Configuring customizable resources

As the complexity of your user base grows, you may find yourself tweaking resource assignments based on specific projects, domains and workflows. This document walks through how and in what ways you can configure your Flyte deployment.

Configurable Resource Types

Flyte allows these custom settings along the following combination of dimensions

  • domain

  • project and domain

  • project, domain, and name (must be either a workflow name or a launch plan name)

Please see the concepts document for more information on projects and domains. Along these dimensions, the following settings are configurable. Note that not all three of the combinations above are valid for each of these settings.

  • Defaults for task resource requests and limits (when not specified by the author of the task).

  • Settings for the cluster resource configuration that feeds into Admin’s cluster resource manager.

  • Execution queues that are used for Dynamic Tasks. Read more about execution queues here, but effectively they’re meant to be used with constructs like AWS Batch.

  • Determining how workflow executions get assigned to clusters in a multi-cluster Flyte deployment.

The proto definition is the definitive source of which matchable attributes can be customized.

Each of the four above settings are discussed below. Also, since the flyte-cli tool does not yet hit these endpoints, we are including some sample curl commands for administrators to reference.

Task Resources

This includes setting default value for task resource requests and limits for the following resources:

  • cpu

  • gpu

  • memory

  • storage

In the absence of an override the global default values in the flyteadmin config are used.
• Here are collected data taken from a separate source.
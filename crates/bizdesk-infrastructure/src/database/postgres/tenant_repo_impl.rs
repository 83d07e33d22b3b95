// ============================================================================
// BizDesk Infrastructure - PostgreSQL Tenant Repository
// File: crates/bizdesk-infrastructure/src/database/postgres/tenant_repo_impl.rs
// ============================================================================

use async_trait::async_trait;
use chrono::{DateTime, Utc};
use sqlx::{FromRow, PgPool};
use tracing::info;
use uuid::Uuid;

use bizdesk_core::domain::Tenant;
use bizdesk_core::error::DomainError;
use bizdesk_core::repositories::TenantRepository;

use crate::database::db_error;

pub struct PgTenantRepository {
    pool: PgPool,
}

impl PgTenantRepository {
    pub fn new(pool: PgPool) -> Self {
        Self { pool }
    }
}

// Internal row type for SQLx mapping
#[derive(Debug, FromRow)]
struct TenantRow {
    id: Uuid,
    name: String,
    slug: String,
    rut: Option<String>,
    is_active: bool,
    created_at: DateTime<Utc>,
    updated_at: DateTime<Utc>,
    is_deleted: bool,
    deleted_at: Option<DateTime<Utc>>,
}

impl From<TenantRow> for Tenant {
    fn from(row: TenantRow) -> Self {
        Tenant {
            id: row.id,
            name: row.name,
            slug: row.slug,
            rut: row.rut,
            is_active: row.is_active,
            created_at: row.created_at,
            updated_at: row.updated_at,
            is_deleted: row.is_deleted,
            deleted_at: row.deleted_at,
        }
    }
}

const COLUMNS: &str = "id, name, slug, rut, is_active, created_at, updated_at, is_deleted, deleted_at";

#[async_trait]
impl TenantRepository for PgTenantRepository {
    async fn find_by_id(&self, id: &Uuid) -> Result<Option<Tenant>, DomainError> {
        let row: Option<TenantRow> = sqlx::query_as(&format!(
            "SELECT {} FROM tenants WHERE id = $1 AND NOT is_deleted",
            COLUMNS
        ))
        .bind(id)
        .fetch_optional(&self.pool)
        .await
        .map_err(|e| db_error("tenant", e))?;

        Ok(row.map(Into::into))
    }

    async fn find_by_slug(&self, slug: &str) -> Result<Option<Tenant>, DomainError> {
        let row: Option<TenantRow> = sqlx::query_as(&format!(
            "SELECT {} FROM tenants WHERE LOWER(slug) = LOWER($1) AND NOT is_deleted",
            COLUMNS
        ))
        .bind(slug)
        .fetch_optional(&self.pool)
        .await
        .map_err(|e| db_error("tenant", e))?;

        Ok(row.map(Into::into))
    }

    async fn create(&self, tenant: &Tenant) -> Result<Tenant, DomainError> {
        let row: TenantRow = sqlx::query_as(&format!(
            r#"
            INSERT INTO tenants (id, name, slug, rut, is_active, created_at, updated_at, is_deleted, deleted_at)
            VALUES ($1, $2, $3, $4, $5, $6, $7, $8, $9)
            RETURNING {}
            "#,
            COLUMNS
        ))
        .bind(tenant.id)
        .bind(&tenant.name)
        .bind(&tenant.slug)
        .bind(&tenant.rut)
        .bind(tenant.is_active)
        .bind(tenant.created_at)
        .bind(tenant.updated_at)
        .bind(tenant.is_deleted)
        .bind(tenant.deleted_at)
        .fetch_one(&self.pool)
        .await
        .map_err(|e| db_error("tenant slug", e))?;

        info!(tenant_id = %row.id, slug = %row.slug, "Tenant created");
        Ok(row.into())
    }

    async fn update(&self, tenant: &Tenant) -> Result<Tenant, DomainError> {
        let row: TenantRow = sqlx::query_as(&format!(
            r#"
            UPDATE tenants
            SET name = $2, slug = $3, rut = $4, is_active = $5,
                updated_at = $6, is_deleted = $7, deleted_at = $8
            WHERE id = $1
            RETURNING {}
            "#,
            COLUMNS
        ))
        .bind(tenant.id)
        .bind(&tenant.name)
        .bind(&tenant.slug)
        .bind(&tenant.rut)
        .bind(tenant.is_active)
        .bind(tenant.updated_at)
        .bind(tenant.is_deleted)
        .bind(tenant.deleted_at)
        .fetch_one(&self.pool)
        .await
        .map_err(|e| db_error("tenant slug", e))?;

        Ok(row.into())
    }
}
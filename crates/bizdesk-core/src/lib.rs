//! # BizDesk Core
//! 
//! Domain entities, services, repository traits and outbound gateway
//! traits for the BizDesk back office.

pub mod context;
pub mod domain;
pub mod error;
pub mod gateways;
pub mod repositories;
pub mod services;

// Re-export domain entities
pub use context::{Actor, TenantContext};
pub use domain::*;
pub use error::DomainError;
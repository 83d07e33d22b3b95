//! Outbound gateway traits (ports)

pub mod content_generator;
pub mod event_publisher;
pub mod image_host;
pub mod mailer;
pub mod tax_document_source;
pub mod web_researcher;

pub use content_generator::ContentGenerator;
pub use event_publisher::{DomainEvent, EventPublisher};
pub use image_host::ImageHost;
pub use mailer::Mailer;
pub use tax_document_source::{
    RemoteDocument, RemoteDocumentItem, RemoteDocumentPage, RemoteDocumentSummary, TaxDocumentSource,
};
pub use web_researcher::{ScrapedPage, SearchHit, WebResearcher};

#[cfg(any(test, feature = "mock"))]
pub use content_generator::MockContentGenerator;
#[cfg(any(test, feature = "mock"))]
pub use event_publisher::MockEventPublisher;
#[cfg(any(test, feature = "mock"))]
pub use image_host::MockImageHost;
#[cfg(any(test, feature = "mock"))]
pub use mailer::MockMailer;
#[cfg(any(test, feature = "mock"))]
pub use tax_document_source::MockTaxDocumentSource;
#[cfg(any(test, feature = "mock"))]
pub use web_researcher::MockWebResearcher;
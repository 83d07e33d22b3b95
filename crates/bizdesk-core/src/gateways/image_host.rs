//! Image hosting port.

use async_trait::async_trait;

use crate::error::DomainError;

#[cfg_attr(any(test, feature = "mock"), mockall::automock)]
#[async_trait]
pub trait ImageHost: Send + Sync {
    /// Uploads the bytes and returns the public URL.
    async fn upload(&self, file_name: &str, bytes: Vec<u8>) -> Result<String, DomainError>;
}
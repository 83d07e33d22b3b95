//! # BizDesk Shared
//! 
//! Shared configuration, telemetry, constants and common types.

pub mod constants;
pub mod types;
pub mod utils;
pub mod telemetry;
pub mod config;
pub mod error;

pub use types::*;
pub use error::AppError;
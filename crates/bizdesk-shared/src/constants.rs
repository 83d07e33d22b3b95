//! Application-wide constants

pub const DEFAULT_PAGE_SIZE: u32 = 20;
pub const MAX_PAGE_SIZE: u32 = 100;
pub const TOKEN_TYPE_ACCESS: &str = "access";
pub const DEFAULT_ACCESS_TOKEN_EXPIRY: i64 = 3600;
pub const MIN_PASSWORD_LENGTH: usize = 8;
pub const MAX_PASSWORD_LENGTH: usize = 128;

pub const HEADER_TENANT_ID: &str = "x-tenant-id";
pub const HEADER_API_KEY: &str = "x-api-key";
pub const HEADER_REQUEST_ID: &str = "x-request-id";

/// Upper bound for a single tax document sync request.
pub const MAX_SYNC_SPAN_DAYS: i64 = 366;
/// Pages fetched per sync chunk, whatever `last_page` the aggregator reports.
pub const MAX_SYNC_PAGES_PER_CHUNK: u32 = 500;
/// Upper bound for a notification rule delay (one week).
pub const MAX_NOTIFICATION_DELAY_MINUTES: i32 = 10_080;
/// Ceiling for one monthly amount (salary or bonus), CLP.
pub const MAX_MONTHLY_AMOUNT_CLP: i64 = 1_000_000_000_000;
/// Product image uploads.
pub const MAX_IMAGE_BYTES: usize = 10 * 1024 * 1024;
pub const MAX_REQUEST_BODY_BYTES: usize = 12 * 1024 * 1024;
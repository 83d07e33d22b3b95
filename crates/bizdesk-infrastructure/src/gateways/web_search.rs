// ============================================================================
// BizDesk Infrastructure - Web Researcher (Google Custom Search + scraper)
// File: crates/bizdesk-infrastructure/src/gateways/web_search.rs
// ============================================================================

use async_trait::async_trait;
use reqwest::{Client, Url};
use scraper::{Html, Selector};
use serde::Deserialize;
use tracing::debug;

use bizdesk_core::error::DomainError;
use bizdesk_core::gateways::{ScrapedPage, SearchHit, WebResearcher};
use bizdesk_shared::config::SearchSettings;

use super::{ensure_success, http_client, network_error};

const SERVICE: &str = "web_search";
const MAX_RESULTS: &str = "5";
const MAX_IMAGES: usize = 8;

pub struct GoogleWebResearcher {
    client: Client,
    base_url: String,
    api_key: String,
    engine_id: String,
}

#[derive(Deserialize)]
struct SearchResponse {
    #[serde(default)]
    items: Vec<SearchItem>,
}

#[derive(Deserialize)]
struct SearchItem {
    #[serde(default)]
    title: String,
    link: String,
    snippet: Option<String>,
    pagemap: Option<PageMap>,
}

#[derive(Deserialize)]
struct PageMap {
    #[serde(default)]
    cse_image: Vec<CseImage>,
}

#[derive(Deserialize)]
struct CseImage {
    src: String,
}

impl GoogleWebResearcher {
    pub fn new(settings: &SearchSettings) -> Result<Self, DomainError> {
        Ok(Self {
            client: http_client("web_search", settings.timeout_seconds)?,
            base_url: settings.base_url.clone(),
            api_key: settings.api_key.clone(),
            engine_id: settings.engine_id.clone(),
        })
    }
}

#[async_trait]
impl WebResearcher for GoogleWebResearcher {
    async fn search(&self, query: &str) -> Result<Vec<SearchHit>, DomainError> {
        if self.api_key.is_empty() || self.engine_id.is_empty() {
            return Err(DomainError::external(SERVICE, "search engine not configured"));
        }

        let response = self
            .client
            .get(&self.base_url)
            .query(&[
                ("key", self.api_key.as_str()),
                ("cx", self.engine_id.as_str()),
                ("q", query),
                ("num", MAX_RESULTS),
            ])
            .send()
            .await
            .map_err(|e| network_error(SERVICE, e))?;
        let response = ensure_success(SERVICE, response).await?;

        let body: SearchResponse = response
            .json()
            .await
            .map_err(|e| DomainError::external(SERVICE, format!("unreadable response: {}", e)))?;

        let hits: Vec<SearchHit> = body
            .items
            .into_iter()
            .map(|item| SearchHit {
                title: item.title,
                url: item.link,
                snippet: item.snippet,
                image_url: item
                    .pagemap
                    .and_then(|p| p.cse_image.into_iter().next())
                    .map(|i| i.src),
            })
            .collect();

        debug!(query, hits = hits.len(), "Web search completed");
        Ok(hits)
    }

    async fn fetch_page(&self, url: &str) -> Result<ScrapedPage, DomainError> {
        let base = Url::parse(url).map_err(|e| DomainError::Validation(format!("invalid URL '{}': {}", url, e)))?;

        let response = self
            .client
            .get(base.clone())
            .send()
            .await
            .map_err(|e| network_error(SERVICE, e))?;
        let response = ensure_success(SERVICE, response).await?;
        let html = response
            .text()
            .await
            .map_err(|e| DomainError::external(SERVICE, format!("unreadable page: {}", e)))?;

        Ok(scrape(&base, &html))
    }
}

fn selector(css: &str) -> Option<Selector> {
    Selector::parse(css).ok()
}

fn meta_content(document: &Html, css: &str) -> Option<String> {
    let sel = selector(css)?;
    document
        .select(&sel)
        .filter_map(|el| el.value().attr("content"))
        .map(str::trim)
        .find(|c| !c.is_empty())
        .map(str::to_string)
}

/// Pulls `og:*` metadata, falling back to `<title>` and the description meta.
fn scrape(base: &Url, html: &str) -> ScrapedPage {
    let document = Html::parse_document(html);

    let title = meta_content(&document, r#"meta[property="og:title"]"#).or_else(|| {
        let sel = selector("title")?;
        document
            .select(&sel)
            .next()
            .map(|el| el.text().collect::<String>().trim().to_string())
            .filter(|t| !t.is_empty())
    });

    let description = meta_content(&document, r#"meta[property="og:description"]"#)
        .or_else(|| meta_content(&document, r#"meta[name="description"]"#));

    let mut image_urls: Vec<String> = Vec::new();
    if let Some(sel) = selector(r#"meta[property="og:image"], meta[property="og:image:url"]"#) {
        for content in document.select(&sel).filter_map(|el| el.value().attr("content")) {
            if let Ok(resolved) = base.join(content.trim()) {
                let resolved = resolved.to_string();
                if !image_urls.contains(&resolved) {
                    image_urls.push(resolved);
                }
            }
            if image_urls.len() >= MAX_IMAGES {
                break;
            }
        }
    }

    ScrapedPage {
        url: base.to_string(),
        title,
        description,
        image_urls,
    }
}

#[cfg(test)]
mod tests {
    use super::*;
    use wiremock::matchers::{method, path, query_param};
    use wiremock::{Mock, MockServer, ResponseTemplate};

    fn settings(base_url: String) -> SearchSettings {
        SearchSettings {
            base_url,
            api_key: "k".to_string(),
            engine_id: "cx1".to_string(),
            timeout_seconds: 5,
        }
    }

    #[test]
    fn test_scrape_prefers_open_graph() {
        let html = r#"<html><head>
            <title>Fallback title</title>
            <meta property="og:title" content="Stoneware Mug">
            <meta name="description" content="plain description">
            <meta property="og:description" content="Hand-glazed 350 ml mug">
            <meta property="og:image" content="/img/mug.jpg">
            <meta property="og:image" content="https://cdn.example.com/mug2.jpg">
        </head><body></body></html>"#;
        let base = Url::parse("https://shop.example.com/p/mug").unwrap();
        let page = scrape(&base, html);
        assert_eq!(page.title.as_deref(), Some("Stoneware Mug"));
        assert_eq!(page.description.as_deref(), Some("Hand-glazed 350 ml mug"));
        assert_eq!(
            page.image_urls,
            vec![
                "https://shop.example.com/img/mug.jpg".to_string(),
                "https://cdn.example.com/mug2.jpg".to_string()
            ]
        );
    }

    #[test]
    fn test_scrape_falls_back_to_title_and_description() {
        let html = r#"<html><head><title> Plain page </title>
            <meta name="description" content="Just a page"></head></html>"#;
        let base = Url::parse("https://example.com/").unwrap();
        let page = scrape(&base, html);
        assert_eq!(page.title.as_deref(), Some("Plain page"));
        assert_eq!(page.description.as_deref(), Some("Just a page"));
        assert!(page.image_urls.is_empty());
    }

    #[tokio::test]
    async fn test_search_maps_items() {
        let server = MockServer::start().await;
        Mock::given(method("GET"))
            .and(path("/customsearch/v1"))
            .and(query_param("cx", "cx1"))
            .and(query_param("q", "stoneware mug"))
            .respond_with(ResponseTemplate::new(200).set_body_json(serde_json::json!({
                "items": [
                    {
                        "title": "Mug",
                        "link": "https://shop.example.com/mug",
                        "snippet": "A mug",
                        "pagemap": { "cse_image": [{ "src": "https://shop.example.com/mug.jpg" }] }
                    },
                    { "title": "Other", "link": "https://other.example.com" }
                ]
            })))
            .mount(&server)
            .await;

        let researcher = GoogleWebResearcher::new(&settings(format!("{}/customsearch/v1", server.uri()))).unwrap();
        let hits = researcher.search("stoneware mug").await.unwrap();
        assert_eq!(hits.len(), 2);
        assert_eq!(hits[0].image_url.as_deref(), Some("https://shop.example.com/mug.jpg"));
        assert!(hits[1].snippet.is_none());
    }

    #[tokio::test]
    async fn test_search_without_results() {
        let server = MockServer::start().await;
        Mock::given(method("GET"))
            .respond_with(ResponseTemplate::new(200).set_body_json(serde_json::json!({})))
            .mount(&server)
            .await;

        let researcher = GoogleWebResearcher::new(&settings(server.uri())).unwrap();
        assert!(researcher.search("nothing").await.unwrap().is_empty());
    }

    #[tokio::test]
    async fn test_fetch_page_scrapes_served_html() {
        let server = MockServer::start().await;
        Mock::given(method("GET"))
            .and(path("/product"))
            .respond_with(ResponseTemplate::new(200).set_body_string(
                r#"<html><head><meta property="og:title" content="Served"></head></html>"#,
            ))
            .mount(&server)
            .await;

        let researcher = GoogleWebResearcher::new(&settings(server.uri())).unwrap();
        let page = researcher
            .fetch_page(&format!("{}/product", server.uri()))
            .await
            .unwrap();
        assert_eq!(page.title.as_deref(), Some("Served"));
    }

    #[tokio::test]
    async fn test_fetch_page_rejects_bad_url() {
        let researcher = GoogleWebResearcher::new(&settings("http://127.0.0.1:9".into())).unwrap();
        let err = researcher.fetch_page("not a url").await.unwrap_err();
        assert!(matches!(err, DomainError::Validation(_)));
    }
}
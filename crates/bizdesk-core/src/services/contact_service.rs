// ============================================================================
// BizDesk Core - Contact Service
// File: crates/bizdesk-core/src/services/contact_service.rs
// ============================================================================

use std::sync::Arc;

use bizdesk_shared::{Page, Pagination};
use serde::Deserialize;
use uuid::Uuid;
use validator::Validate;

use crate::context::TenantContext;
use crate::domain::rut;
use crate::domain::{Contact, ContactKind};
use crate::error::DomainError;
use crate::repositories::{ContactFilter, ContactRepository};

#[derive(Debug, Clone, Default, Deserialize)]
pub struct ContactInput {
    pub kind: Option<ContactKind>,
    pub name: Option<String>,
    pub email: Option<String>,
    pub phone: Option<String>,
    pub company: Option<String>,
    pub rut: Option<String>,
    pub notes: Option<String>,
}

pub struct ContactService {
    contacts: Arc<dyn ContactRepository>,
}

impl ContactService {
    pub fn new(contacts: Arc<dyn ContactRepository>) -> Self {
        Self { contacts }
    }

    pub async fn list(
        &self,
        ctx: &TenantContext,
        filter: &ContactFilter,
        pagination: Pagination,
    ) -> Result<Page<Contact>, DomainError> {
        self.contacts.list(&ctx.tenant_id, filter, pagination).await
    }

    pub async fn get(&self, ctx: &TenantContext, id: &Uuid) -> Result<Contact, DomainError> {
        self.contacts
            .find_by_id(&ctx.tenant_id, id)
            .await?
            .ok_or_else(|| DomainError::not_found("Contact"))
    }

    pub async fn create(&self, ctx: &TenantContext, input: ContactInput) -> Result<Contact, DomainError> {
        let name = input
            .name
            .clone()
            .ok_or_else(|| DomainError::Validation("name is required".to_string()))?;
        let mut contact = Contact::new(ctx.tenant_id, input.kind.unwrap_or_default(), name);
        apply(&mut contact, input)?;
        contact.validate()?;
        self.contacts.create(&contact).await
    }

    pub async fn update(&self, ctx: &TenantContext, id: &Uuid, input: ContactInput) -> Result<Contact, DomainError> {
        let mut contact = self.get(ctx, id).await?;
        if let Some(name) = input.name.as_deref() {
            contact.name = name.trim().to_string();
        }
        if let Some(kind) = input.kind {
            contact.kind = kind;
        }
        apply(&mut contact, input)?;
        contact.validate()?;
        contact.updated_at = chrono::Utc::now();
        self.contacts.update(&contact).await
    }

    pub async fn delete(&self, ctx: &TenantContext, id: &Uuid) -> Result<(), DomainError> {
        let mut contact = self.get(ctx, id).await?;
        contact.soft_delete();
        self.contacts.update(&contact).await?;
        Ok(())
    }
}

fn apply(contact: &mut Contact, input: ContactInput) -> Result<(), DomainError> {
    if input.email.is_some() {
        contact.email = input.email.map(|e| e.trim().to_lowercase()).filter(|e| !e.is_empty());
    }
    if input.phone.is_some() {
        contact.phone = input.phone;
    }
    if input.company.is_some() {
        contact.company = input.company;
    }
    if input.rut.is_some() {
        contact.rut = rut::parse_optional(input.rut.as_deref())?.map(|r| r.to_string());
    }
    if input.notes.is_some() {
        contact.notes = input.notes;
    }
    Ok(())
}
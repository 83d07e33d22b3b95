//! E-invoicing aggregator port.

use async_trait::async_trait;
use chrono::NaiveDate;
use serde::{Deserialize, Serialize};

use crate::domain::Direction;
use crate::error::DomainError;

/// One row of the aggregator's document list.
#[derive(Debug, Clone, PartialEq, Serialize, Deserialize)]
pub struct RemoteDocumentSummary {
    pub document_type: i32,
    pub folio: i64,
    pub emitter_rut: String,
}

#[derive(Debug, Clone, PartialEq)]
pub struct RemoteDocumentPage {
    pub current_page: u32,
    pub last_page: u32,
    pub documents: Vec<RemoteDocumentSummary>,
}

#[derive(Debug, Clone, PartialEq)]
pub struct RemoteDocumentItem {
    pub line_number: i32,
    pub name: String,
    pub description: Option<String>,
    pub quantity: f64,
    pub unit_price: f64,
    pub amount: i64,
}

/// A document detail mapped out of the aggregator's JSON. RUTs are as
/// the aggregator sent them.
#[derive(Debug, Clone, PartialEq)]
pub struct RemoteDocument {
    pub document_type: i32,
    pub folio: i64,
    pub emitter_rut: String,
    pub emitter_name: String,
    pub receiver_rut: Option<String>,
    pub issue_date: NaiveDate,
    pub net_amount: i64,
    pub exempt_amount: i64,
    pub tax_amount: i64,
    pub total_amount: i64,
    pub items: Vec<RemoteDocumentItem>,
    pub raw: serde_json::Value,
}

#[cfg_attr(any(test, feature = "mock"), mockall::automock)]
#[async_trait]
pub trait TaxDocumentSource: Send + Sync {
    /// One page (1-based) of documents issued between `from` and `to` inclusive.
    async fn list_documents(
        &self,
        direction: Direction,
        from: NaiveDate,
        to: NaiveDate,
        page: u32,
    ) -> Result<RemoteDocumentPage, DomainError>;

    async fn fetch_document(
        &self,
        direction: Direction,
        summary: &RemoteDocumentSummary,
    ) -> Result<RemoteDocument, DomainError>;
}
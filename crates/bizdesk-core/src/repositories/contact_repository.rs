//! Contact repository trait (port)

use async_trait::async_trait;
use bizdesk_shared::{Page, Pagination};
use uuid::Uuid;

use crate::domain::{Contact, ContactKind};
use crate::error::DomainError;

#[derive(Debug, Clone, Default)]
pub struct ContactFilter {
    /// Matches name, company or e-mail, case-insensitive.
    pub search: Option<String>,
    pub kind: Option<ContactKind>,
}

#[cfg_attr(any(test, feature = "mock"), mockall::automock)]
#[async_trait]
pub trait ContactRepository: Send + Sync {
    async fn list(
        &self,
        tenant_id: &Uuid,
        filter: &ContactFilter,
        pagination: Pagination,
    ) -> Result<Page<Contact>, DomainError>;
    async fn find_by_id(&self, tenant_id: &Uuid, id: &Uuid) -> Result<Option<Contact>, DomainError>;
    async fn create(&self, contact: &Contact) -> Result<Contact, DomainError>;
    async fn update(&self, contact: &Contact) -> Result<Contact, DomainError>;
}
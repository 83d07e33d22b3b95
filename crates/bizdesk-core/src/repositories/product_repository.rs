//! Product catalog repository trait (port)

use async_trait::async_trait;
use bizdesk_shared::{Page, Pagination};
use uuid::Uuid;

use crate::domain::{Product, ProductVariant};
use crate::error::DomainError;

#[derive(Debug, Clone, Default)]
pub struct ProductFilter {
    /// Matches name or SKU, case-insensitive.
    pub search: Option<String>,
    pub category: Option<String>,
}

#[cfg_attr(any(test, feature = "mock"), mockall::automock)]
#[async_trait]
pub trait ProductRepository: Send + Sync {
    async fn list(
        &self,
        tenant_id: &Uuid,
        filter: &ProductFilter,
        pagination: Pagination,
    ) -> Result<Page<Product>, DomainError>;
    async fn find_by_id(&self, tenant_id: &Uuid, id: &Uuid) -> Result<Option<Product>, DomainError>;
    async fn create(&self, product: &Product) -> Result<Product, DomainError>;
    async fn update(&self, product: &Product) -> Result<Product, DomainError>;
    /// Soft-deletes the product and all of its variants in one transaction.
    async fn soft_delete(&self, tenant_id: &Uuid, id: &Uuid) -> Result<(), DomainError>;

    async fn list_variants(&self, tenant_id: &Uuid, product_id: &Uuid) -> Result<Vec<ProductVariant>, DomainError>;
    async fn find_variant(&self, tenant_id: &Uuid, id: &Uuid) -> Result<Option<ProductVariant>, DomainError>;
    async fn create_variant(&self, variant: &ProductVariant) -> Result<ProductVariant, DomainError>;
    async fn update_variant(&self, variant: &ProductVariant) -> Result<ProductVariant, DomainError>;
}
The override values from the database are assigned at execution time.

Cluster Resources

These are free-form key-value pairs which are used when filling in the templates that Admin feeds into its cluster manager. The keys represent templatized variables in clusterresource template yaml and the values are what you want to see filled in.

In the absence of custom override values, templateData from the flyteadmin config is used as a default.

Note that these settings can only take on domain, or a project and domain specificity. Since Flyte has not tied in the notion of a workflow or a launch plan to any Kubernetes constructs, specifying a workflow or launch plan name doesn’t make any sense.

Command

Running the following, will make it so that when Admin fills in cluster resource templates, the K8s namespace projectname-staging will have a resource quota of 1000 CPU cores and 5TB of memory.

curl --request PUT 'https://flyte.company.net/api/v1/project_domain_attributes/projectname/staging' --header 'Content-Type: application/json' --data-raw '{"attributes":{"matchingAttributes":{"clusterResourceAttributes":{"attributes":{"projectQuotaCpu": "1000", "projectQuotaMemory": "5000Gi"}}}}}'

These values will in turn be used to fill in the template fields in the file at kustomize/overlays/sandbox/admindeployment/clusterresource-templates/ab_project-resource-quota.yaml from the base of this repository for the projectname-staging namespace and that namespace only. For other namespaces, the defaults at the bottom of this file would still be applied.

Execution Queues

Execution queues are use to determine where dynamic tasks run.

Execution queues themselves are currently defined in the flyteadmin config.

The attributes associated with an execution queue must match the tags for workflow executions. The tags are associated with configurable resources stored in the Admin database.

Command

curl --request PUT 'https://flyte.company.net/api/v1/workflow_attributes/project/domain/YourWorkflowName' --header 'Content-Type: application/json' --data-raw '{"attributes":{"matchingAttributes":{"executionQueueAttributes":{"tags":["my_queue"]}}}}'

Execution Cluster Label

This allows forcing a matching execution to always execute on a specific kubernetes cluster.

Hierarchy

Increasing specifity defines how matchable resource attributes get applied. The available configurations, in order of decreasing specifity are:

  1. Domain, project, workflow name and launch plan.

  2. Domain, project and workflow name

  3. Domain and project

  4. Domain

Default values for all and per-domain attributes may be specified in the flyteadmin config as documented above.

Example

Let’s say that our database includes the following

Domain

Project

Workflow

Launch Plan

Tags

production

widgetmodels

critical

production

widgetmodels

Demand

supply

Any inbound CreateExecution requests with [Domain: Production, Project: widgetmodels, Workflow: Demand] for any launch plan would have a tag value of “supply”. Any inbound CreateExecution requests with [Domain: Production, Project: widgetmodels] for any workflow other than Demand and for any launch plan would have a tag value of “critical”.

All other inbound CreateExecution requests would use the default values specified in the flyteadmin config (if any).

Debugging

Use the get endpoint to see if overrides exist for a specific resource.

E.g. https://example.com/api/v1/project_domain_attributes/widgetmodels/production?resource_type=2

To get the global state of the world, use the list all endpoint, e.g. https://example.com/api/v1/matchable_attributes?resource_type=2.

The resource type enum (int) is defined in the proto.